- Basudevapur Location in Lumbini Province Basudevapur Basudevapur (Nepal)
- Coordinates: 28°05′N 81°40′E﻿ / ﻿28.08°N 81.67°E
- Country: Nepal
- Zone: Bheri Zone
- District: Banke District

Population (1991)
- • Total: 3,364
- • Religions: Hindu
- Time zone: UTC+5:45 (Nepal Time)

= Basudevapur =

Village development committee in Bheri Zone, Nepal

Basudevapur is a town in Banke District in the Bheri Zone of south-western Nepal. At the time of the 1991 Nepal census it had a population of 3,364 and had 651 houses in the town.

==Government==
The purpose of Village Development Committees is to organise village people structurally at a local level and creating a partnership between the community and the public sector for improved service delivery system.

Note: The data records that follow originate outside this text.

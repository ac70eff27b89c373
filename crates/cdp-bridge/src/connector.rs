//! The shared Chromium connection.
//!
//! One [`SharedBrowser`] is held for the process lifetime. It attaches to an
//! already-running Chromium over the probed websocket endpoint, keeps the
//! connection loop on a background task, and reconnects on demand when the
//! link dies. It never launches a browser of its own; a missing endpoint is
//! surfaced as [`BridgeError::SharedBrowserUnavailable`].

use std::sync::Arc;
use std::time::Duration;

use chromiumoxide::browser::Browser;
use chromiumoxide::cdp::browser_protocol::input::{
    DispatchKeyEventParams, DispatchKeyEventType, DispatchMouseEventParams, DispatchMouseEventType,
    MouseButton,
};
use chromiumoxide::cdp::browser_protocol::page::CaptureScreenshotFormat;
use chromiumoxide::error::CdpError;
use chromiumoxide::page::{Page, ScreenshotParams};
use async_trait::async_trait;
use futures::StreamExt;
use serde::Serialize;
use serde_json::Value;
use tokio::sync::Mutex;
use tokio::task::JoinHandle;
use tracing::{debug, info, warn};

use crate::config::BridgeConfig;
use crate::driver::PageDriver;
use crate::endpoints::candidate_endpoints;
use crate::error::{BridgeError, DriverError};
use crate::probe::{probe_candidates, probe_once, ProbeOutcome};

/// Result of a warmup request from an external viewer.
#[derive(Clone, Debug, Serialize)]
pub struct WarmupReport {
    pub ready: bool,
    pub cdp_ready: bool,
    pub active_endpoint: Option<String>,
    pub public_endpoint: Option<String>,
    pub public_websocket: Option<String>,
    pub candidates: Vec<String>,
}

struct Connection {
    _browser: Browser,
    page: Page,
    handler_task: JoinHandle<()>,
    endpoint: String,
    websocket_url: String,
}

impl Drop for Connection {
    fn drop(&mut self) {
        self.handler_task.abort();
    }
}

pub struct SharedBrowser {
    config: BridgeConfig,
    connection: Mutex<Option<Arc<Connection>>>,
    last_url: parking_lot::Mutex<Option<String>>,
}

impl SharedBrowser {
    pub fn new(config: BridgeConfig) -> Self {
        Self {
            config,
            connection: Mutex::new(None),
            last_url: parking_lot::Mutex::new(None),
        }
    }

    pub fn config(&self) -> &BridgeConfig {
        &self.config
    }

    /// Probe the candidate list and attach. Fails with
    /// `SharedBrowserUnavailable` when nothing answers within budget.
    pub async fn connect(&self) -> Result<(), BridgeError> {
        let mut guard = self.connection.lock().await;
        if guard.is_some() {
            return Ok(());
        }
        let conn = self.establish().await?;
        *guard = Some(conn);
        Ok(())
    }

    async fn establish(&self) -> Result<Arc<Connection>, BridgeError> {
        let candidates = candidate_endpoints(&self.config, &[]);
        let outcome = match probe_candidates(&self.config, &candidates).await {
            Ok(outcome) => outcome,
            Err(err) => {
                // Even with strict mode off, a missing shared browser is a
                // refusal: this connector never launches a local Chromium
                // behind the caller's back.
                if !self.config.require_shared_browser {
                    warn!(
                        target: "cdp-bridge",
                        "REQUIRE_SHARED_BROWSER is off, but local browser launch is not supported; refusing"
                    );
                }
                return Err(err);
            }
        };
        self.attach(outcome).await
    }

    async fn attach(&self, outcome: ProbeOutcome) -> Result<Arc<Connection>, BridgeError> {
        let (browser, mut handler) = Browser::connect(&outcome.websocket_url)
            .await
            .map_err(|err| BridgeError::Connection(err.to_string()))?;

        let handler_task = tokio::spawn(async move {
            while let Some(event) = handler.next().await {
                if let Err(err) = event {
                    debug!(target: "cdp-bridge", %err, "connection handler event error");
                }
            }
        });

        let existing = browser
            .pages()
            .await
            .map_err(|err| BridgeError::NoPage(err.to_string()))?
            .into_iter()
            .next();
        let page = match existing {
            Some(page) => page,
            None => browser
                .new_page("about:blank")
                .await
                .map_err(|err| BridgeError::NoPage(err.to_string()))?,
        };

        info!(
            target: "cdp-bridge",
            endpoint = %outcome.endpoint,
            websocket = %outcome.websocket_url,
            "attached to shared browser"
        );

        Ok(Arc::new(Connection {
            _browser: browser,
            page,
            handler_task,
            endpoint: outcome.endpoint,
            websocket_url: outcome.websocket_url,
        }))
    }

    async fn page(&self) -> Result<Page, DriverError> {
        let mut guard = self.connection.lock().await;
        if let Some(conn) = guard.as_ref() {
            if !conn.handler_task.is_finished() {
                return Ok(conn.page.clone());
            }
            warn!(target: "cdp-bridge", "connection loop terminated; reconnecting");
            *guard = None;
        }

        let conn = self
            .establish()
            .await
            .map_err(|err| DriverError::Io(err.to_string()))?;
        let page = conn.page.clone();
        *guard = Some(conn);
        Ok(page)
    }

    /// Read-only liveness check: fetch the page title, swallow the value.
    pub async fn is_healthy(&self) -> bool {
        let page = {
            let guard = self.connection.lock().await;
            match guard.as_ref() {
                Some(conn) if !conn.handler_task.is_finished() => conn.page.clone(),
                _ => return false,
            }
        };
        page.get_title().await.is_ok()
    }

    /// Tear the connection down and attach again, then restore the page to
    /// the last non-default URL. Restore failures are logged, not fatal.
    pub async fn recreate(&self) -> Result<(), BridgeError> {
        {
            let mut guard = self.connection.lock().await;
            *guard = None;
        }
        self.connect().await?;

        let restore = self.last_url.lock().clone();
        let restore = match restore {
            Some(url)
                if !url.starts_with("about:") && url != self.config.default_url =>
            {
                url
            }
            _ => return Ok(()),
        };

        for attempt in 1..=3u32 {
            match self
                .navigate(&restore, "load", self.config.navigation_timeout)
                .await
            {
                Ok(()) => {
                    info!(target: "cdp-bridge", url = %restore, attempt, "restored page after reconnect");
                    return Ok(());
                }
                Err(err) => {
                    warn!(target: "cdp-bridge", url = %restore, attempt, %err, "failed to restore page url");
                }
            }
        }
        Ok(())
    }

    /// Warmup entry point for external viewers: probe quickly, attach if
    /// needed, and describe the public endpoints.
    pub async fn ensure(&self, extra_candidates: &[String]) -> Result<WarmupReport, BridgeError> {
        let candidates = candidate_endpoints(&self.config, extra_candidates);
        let outcome = probe_once(&self.config, &candidates).await?;

        let mut guard = self.connection.lock().await;
        if guard.is_none() {
            *guard = Some(self.attach(outcome.clone()).await?);
        }
        let conn = match guard.as_ref() {
            Some(conn) => conn,
            None => return Err(BridgeError::Connection("connection lost during warmup".into())),
        };
        Ok(WarmupReport {
            ready: true,
            cdp_ready: true,
            active_endpoint: Some(conn.endpoint.clone()),
            public_endpoint: Some(outcome.endpoint),
            public_websocket: Some(conn.websocket_url.clone()),
            candidates,
        })
    }

    fn remember_url(&self, url: &str) {
        let mut guard = self.last_url.lock();
        *guard = Some(url.to_string());
    }

    fn quote(text: &str) -> String {
        serde_json::to_string(text).unwrap_or_else(|_| "\"\"".to_string())
    }
}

A VDC has a status as an autonomous institution and authority for interacting with the more centralised institutions of governance in Nepal. In doing so, the VDC gives village people an element of control and responsibility in development, and also ensures proper utilization and distribution of state funds and a greater interaction between government officials, NGOs and agencies. The village development committees within a given area will discuss education, water supply, basic health, sanitation and income and will also monitor and record progress which is displayed in census data.

In VDCs there is one elected chief, usually elected with over an 80% majority. From each ward, there is also a chief that is elected along with these there are also four members elected or nominated.